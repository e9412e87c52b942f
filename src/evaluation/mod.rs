mod estimators;
mod evaluators;
mod measurement;
mod preview;

pub use estimators::{BasicEstimator, Estimator};
pub use evaluators::{BasicClassificationEvaluator, PerformanceEvaluator};
pub use measurement::Measurement;
pub use preview::learning_curve::{CurveFormat, LearningCurve};
pub use preview::snapshot::Snapshot;
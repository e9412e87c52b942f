pub mod classifiers;
pub mod core;
pub mod evaluation;
pub mod streams;
pub mod tasks;
pub mod ui;

#[cfg(any(test, feature = "test-support"))]
pub mod testing;

pub use classifiers::ensemble::{AdaptiveEnsemble, ConfigError, EnsembleConfig};
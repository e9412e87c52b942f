use crate::core::attributes::Attribute;
use std::any::Any;
use std::collections::HashMap;

#[derive(Clone, Debug)]
pub struct NominalAttribute {
    pub name: String,
    pub values: Vec<String>,
    pub label_to_index: HashMap<String, usize>,
}

impl NominalAttribute {
    pub fn new(name: impl Into<String>) -> NominalAttribute {
        NominalAttribute {
            name: name.into(),
            values: Vec::new(),
            label_to_index: HashMap::new(),
        }
    }

    pub fn with_values(name: impl Into<String>, values: Vec<String>) -> NominalAttribute {
        let label_to_index = values
            .iter()
            .enumerate()
            .map(|(i, v)| (v.clone(), i))
            .collect();
        NominalAttribute {
            name: name.into(),
            values,
            label_to_index,
        }
    }

    pub fn index_of_value(&self, v: &str) -> Option<usize> {
        self.label_to_index.get(v).copied()
    }

    pub fn value_at(&self, index: usize) -> Option<&str> {
        self.values.get(index).map(String::as_str)
    }
}

impl Attribute for NominalAttribute {
    fn name(&self) -> String {
        self.name.clone()
    }

    fn as_any(&self) -> &dyn Any {
        self
    }

    fn num_values(&self) -> Option<usize> {
        Some(self.values.len())
    }
}
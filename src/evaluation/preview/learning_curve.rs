use crate::evaluation::Snapshot;
use std::collections::BTreeSet;
use std::fs::File;
use std::io::{self, BufWriter, Write};
use std::path::Path;

#[derive(Debug, Clone, Copy, PartialEq, Eq)]
pub enum CurveFormat {
    Csv,
    Tsv,
    Json,
}

/// Every snapshot taken during a run, in order.
#[derive(Debug, Clone, Default)]
pub struct LearningCurve {
    snapshots: Vec<Snapshot>,
}

impl LearningCurve {
    pub fn push(&mut self, snapshot: Snapshot) {
        self.snapshots.push(snapshot);
    }

    pub fn len(&self) -> usize {
        self.snapshots.len()
    }

    pub fn is_empty(&self) -> bool {
        self.snapshots.is_empty()
    }

    pub fn latest(&self) -> Option<&Snapshot> {
        self.snapshots.last()
    }

    pub fn snapshots(&self) -> &[Snapshot] {
        &self.snapshots
    }

    pub fn export(&self, path: &Path, format: CurveFormat) -> io::Result<()> {
        let mut out = BufWriter::new(File::create(path)?);
        match format {
            CurveFormat::Csv => self.write_delimited(&mut out, ',')?,
            CurveFormat::Tsv => self.write_delimited(&mut out, '\t')?,
            CurveFormat::Json => {
                serde_json::to_writer_pretty(&mut out, &self.snapshots)?;
                writeln!(out)?;
            }
        }
        out.flush()
    }

    /// Extras become extra columns; a snapshot lacking one leaves the cell empty.
    fn write_delimited<W: Write>(&self, out: &mut W, sep: char) -> io::Result<()> {
        let extra_keys: BTreeSet<&str> = self
            .snapshots
            .iter()
            .flat_map(|s| s.extras.keys().map(String::as_str))
            .collect();

        let mut header = vec!["instances_seen", "accuracy", "kappa", "seconds"];
        header.extend(extra_keys.iter().copied());
        writeln!(out, "{}", header.join(&sep.to_string()))?;

        for s in &self.snapshots {
            let mut row = vec![
                s.instances_seen.to_string(),
                Snapshot::fmtv(s.accuracy),
                Snapshot::fmtv(s.kappa),
                Snapshot::fmtv(s.seconds),
            ];
            for key in &extra_keys {
                row.push(s.extras.get(*key).map_or_else(String::new, |v| Snapshot::fmtv(*v)));
            }
            writeln!(out, "{}", row.join(&sep.to_string()))?;
        }
        Ok(())
    }
}

#[cfg(test)]
mod tests {
    use super::*;
    use std::collections::BTreeMap;

    fn snap(seen: u64, extra: Option<f64>) -> Snapshot {
        let mut extras = BTreeMap::new();
        if let Some(v) = extra {
            extras.insert("ensemble_reselections".to_string(), v);
        }
        Snapshot {
            instances_seen: seen,
            accuracy: 0.5,
            kappa: f64::NAN,
            seconds: 1.0,
            extras,
        }
    }

    fn curve() -> LearningCurve {
        let mut c = LearningCurve::default();
        c.push(snap(10, None));
        c.push(snap(20, Some(2.0)));
        c
    }

    #[test]
    fn csv_export_has_union_of_extra_columns() {
        let dir = tempfile::tempdir().unwrap();
        let path = dir.path().join("curve.csv");
        curve().export(&path, CurveFormat::Csv).unwrap();

        let text = std::fs::read_to_string(&path).unwrap();
        let lines: Vec<&str> = text.lines().collect();
        assert_eq!(
            lines,
            vec![
                "instances_seen,accuracy,kappa,seconds,ensemble_reselections",
                "10,0.500000,NaN,1.000000,",
                "20,0.500000,NaN,1.000000,2.000000",
            ]
        );
    }

    #[test]
    fn tsv_export_uses_tabs() {
        let dir = tempfile::tempdir().unwrap();
        let path = dir.path().join("curve.tsv");
        curve().export(&path, CurveFormat::Tsv).unwrap();

        let text = std::fs::read_to_string(&path).unwrap();
        assert!(text.starts_with("instances_seen\taccuracy\tkappa\tseconds"));
    }

    #[test]
    fn json_export_is_an_array_of_snapshots() {
        let dir = tempfile::tempdir().unwrap();
        let path = dir.path().join("curve.json");
        curve().export(&path, CurveFormat::Json).unwrap();

        let v: serde_json::Value =
            serde_json::from_str(&std::fs::read_to_string(&path).unwrap()).unwrap();
        let arr = v.as_array().unwrap();
        assert_eq!(arr.len(), 2);
        assert_eq!(arr[1]["instances_seen"], 20);
        assert_eq!(arr[1]["extras"]["ensemble_reselections"], 2.0);
        assert!(arr[0]["kappa"].is_null());
    }

    #[test]
    fn latest_tracks_last_push() {
        let c = curve();
        assert_eq!(c.len(), 2);
        assert!(!c.is_empty());
        assert_eq!(c.latest().unwrap().instances_seen, 20);
    }
}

########################################

What this task involves -
Exactly as they stand above, retype all of the records.

Answer to this problem -
repository e9412e87c52b942f
filename src/evaluation/mod.rs
mod estimators;
mod evaluators;
mod measurement;
mod preview;

pub use estimators::{BasicEstimator, Estimator};
pub use evaluators::{BasicClassificationEvaluator, PerformanceEvaluator};
pub use measurement::Measurement;
pub use preview::learning_curve::{CurveFormat, LearningCurve};
pub use preview::snapshot::Snapshot;
repository e9412e87c52b942f
pub mod classifiers;
pub mod core;
pub mod evaluation;
pub mod streams;
pub mod tasks;
pub mod ui;

#[cfg(any(test, feature = "test-support"))]
pub mod testing;

pub use classifiers::ensemble::{AdaptiveEnsemble, ConfigError, EnsembleConfig};
repository e9412e87c52b942f
use crate::core::attributes::Attribute;
use std::any::Any;
use std::collections::HashMap;

#[derive(Clone, Debug)]
pub struct NominalAttribute {
    pub name: String,
    pub values: Vec<String>,
    pub label_to_index: HashMap<String, usize>,
}

impl NominalAttribute {
    pub fn new(name: impl Into<String>) -> NominalAttribute {
        NominalAttribute {
            name: name.into(),
            values: Vec::new(),
            label_to_index: HashMap::new(),
        }
    }

    pub fn with_values(name: impl Into<String>, values: Vec<String>) -> NominalAttribute {
        let label_to_index = values
            .iter()
            .enumerate()
            .map(|(i, v)| (v.clone(), i))
            .collect();
        NominalAttribute {
            name: name.into(),
            values,
            label_to_index,
        }
    }

    pub fn index_of_value(&self, v: &str) -> Option<usize> {
        self.label_to_index.get(v).copied()
    }

    pub fn value_at(&self, index: usize) -> Option<&str> {
        self.values.get(index).map(String::as_str)
    }
}

impl Attribute for NominalAttribute {
    fn name(&self) -> String {
        self.name.clone()
    }

    fn as_any(&self) -> &dyn Any {
        self
    }

    fn num_values(&self) -> Option<usize> {
        Some(self.values.len())
    }
}
filename src/evaluation/preview/learning_curve.rs
use crate::evaluation::Snapshot;
use std::collections::BTreeSet;
use std::fs::File;
use std::io::{self, BufWriter, Write};
use std::path::Path;

#[derive(Debug, Clone, Copy, PartialEq, Eq)]
pub enum CurveFormat {
    Csv,
    Tsv,
    Json,
}

/// Every snapshot taken during a run, in order.
#[derive(Debug, Clone, Default)]
pub struct LearningCurve {
    snapshots: Vec<Snapshot>,
}

impl LearningCurve {
    pub fn push(&mut self, snapshot: Snapshot) {
        self.snapshots.push(snapshot);
    }

    pub fn len(&self) -> usize {
        self.snapshots.len()
    }

    pub fn is_empty(&self) -> bool {
        self.snapshots.is_empty()
    }

    pub fn latest(&self) -> Option<&Snapshot> {
        self.snapshots.last()
    }

    pub fn snapshots(&self) -> &[Snapshot] {
        &self.snapshots
    }

    pub fn export(&self, path: &Path, format: CurveFormat) -> io::Result<()> {
        let mut out = BufWriter::new(File::create(path)?);
        match format {
            CurveFormat::Csv => self.write_delimited(&mut out, ',')?,
            CurveFormat::Tsv => self.write_delimited(&mut out, '\t')?,
            CurveFormat::Json => {
                serde_json::to_writer_pretty(&mut out, &self.snapshots)?;
                writeln!(out)?;
            }
        }
        out.flush()
    }

    /// Extras become extra columns; a snapshot lacking one leaves the cell empty.
    fn write_delimited<W: Write>(&self, out: &mut W, sep: char) -> io::Result<()> {
        let extra_keys: BTreeSet<&str> = self
            .snapshots
            .iter()
            .flat_map(|s| s.extras.keys().map(String::as_str))
            .collect();

        let mut header = vec!["instances_seen", "accuracy", "kappa", "seconds"];
        header.extend(extra_keys.iter().copied());
        writeln!(out, "{}", header.join(&sep.to_string()))?;

        for s in &self.snapshots {
            let mut row = vec![
                s.instances_seen.to_string(),
                Snapshot::fmtv(s.accuracy),
                Snapshot::fmtv(s.kappa),
                Snapshot::fmtv(s.seconds),
            ];
            for key in &extra_keys {
                row.push(s.extras.get(*key).map_or_else(String::new, |v| Snapshot::fmtv(*v)));
            }
            writeln!(out, "{}", row.join(&sep.to_string()))?;
        }
        Ok(())
    }
}

#[cfg(test)]
mod tests {
    use super::*;
    use std::collections::BTreeMap;

    fn snap(seen: u64, extra: Option<f64>) -> Snapshot {
        let mut extras = BTreeMap::new();
        if let Some(v) = extra {
            extras.insert("ensemble_reselections".to_string(), v);
        }
        Snapshot {
            instances_seen: seen,
            accuracy: 0.5,
            kappa: f64::NAN,
            seconds: 1.0,
            extras,
        }
    }

    fn curve() -> LearningCurve {
        let mut c = LearningCurve::default();
        c.push(snap(10, None));
        c.push(snap(20, Some(2.0)));
        c
    }

    #[test]
    fn csv_export_has_union_of_extra_columns() {
        let dir = tempfile::tempdir().unwrap();
        let path = dir.path().join("curve.csv");
        curve().export(&path, CurveFormat::Csv).unwrap();

        let text = std::fs::read_to_string(&path).unwrap();
        let lines: Vec<&str> = text.lines().collect();
        assert_eq!(
            lines,
            vec![
                "instances_seen,accuracy,kappa,seconds,ensemble_reselections",
                "10,0.500000,NaN,1.000000,",
                "20,0.500000,NaN,1.000000,2.000000",
            ]
        );
    }

    #[test]
    fn tsv_export_uses_tabs() {
        let dir = tempfile::tempdir().unwrap();
        let path = dir.path().join("curve.tsv");
        curve().export(&path, CurveFormat::Tsv).unwrap();

        let text = std::fs::read_to_string(&path).unwrap();
        assert!(text.starts_with("instances_seen\taccuracy\tkappa\tseconds"));
    }

    #[test]
    fn json_export_is_an_array_of_snapshots() {
        let dir = tempfile::tempdir().unwrap();
        let path = dir.path().join("curve.json");
        curve().export(&path, CurveFormat::Json).unwrap();

        let v: serde_json::Value =
            serde_json::from_str(&std::fs::read_to_string(&path).unwrap()).unwrap();
        let arr = v.as_array().unwrap();
        assert_eq!(arr.len(), 2);
        assert_eq!(arr[1]["instances_seen"], 20);
        assert_eq!(arr[1]["extras"]["ensemble_reselections"], 2.0);
        assert!(arr[0]["kappa"].is_null());
    }

    #[test]
    fn latest_tracks_last_push() {
        let c = curve();
        assert_eq!(c.len(), 2);
        assert!(!c.is_empty());
        assert_eq!(c.latest().unwrap().instances_seen, 20);
    }
}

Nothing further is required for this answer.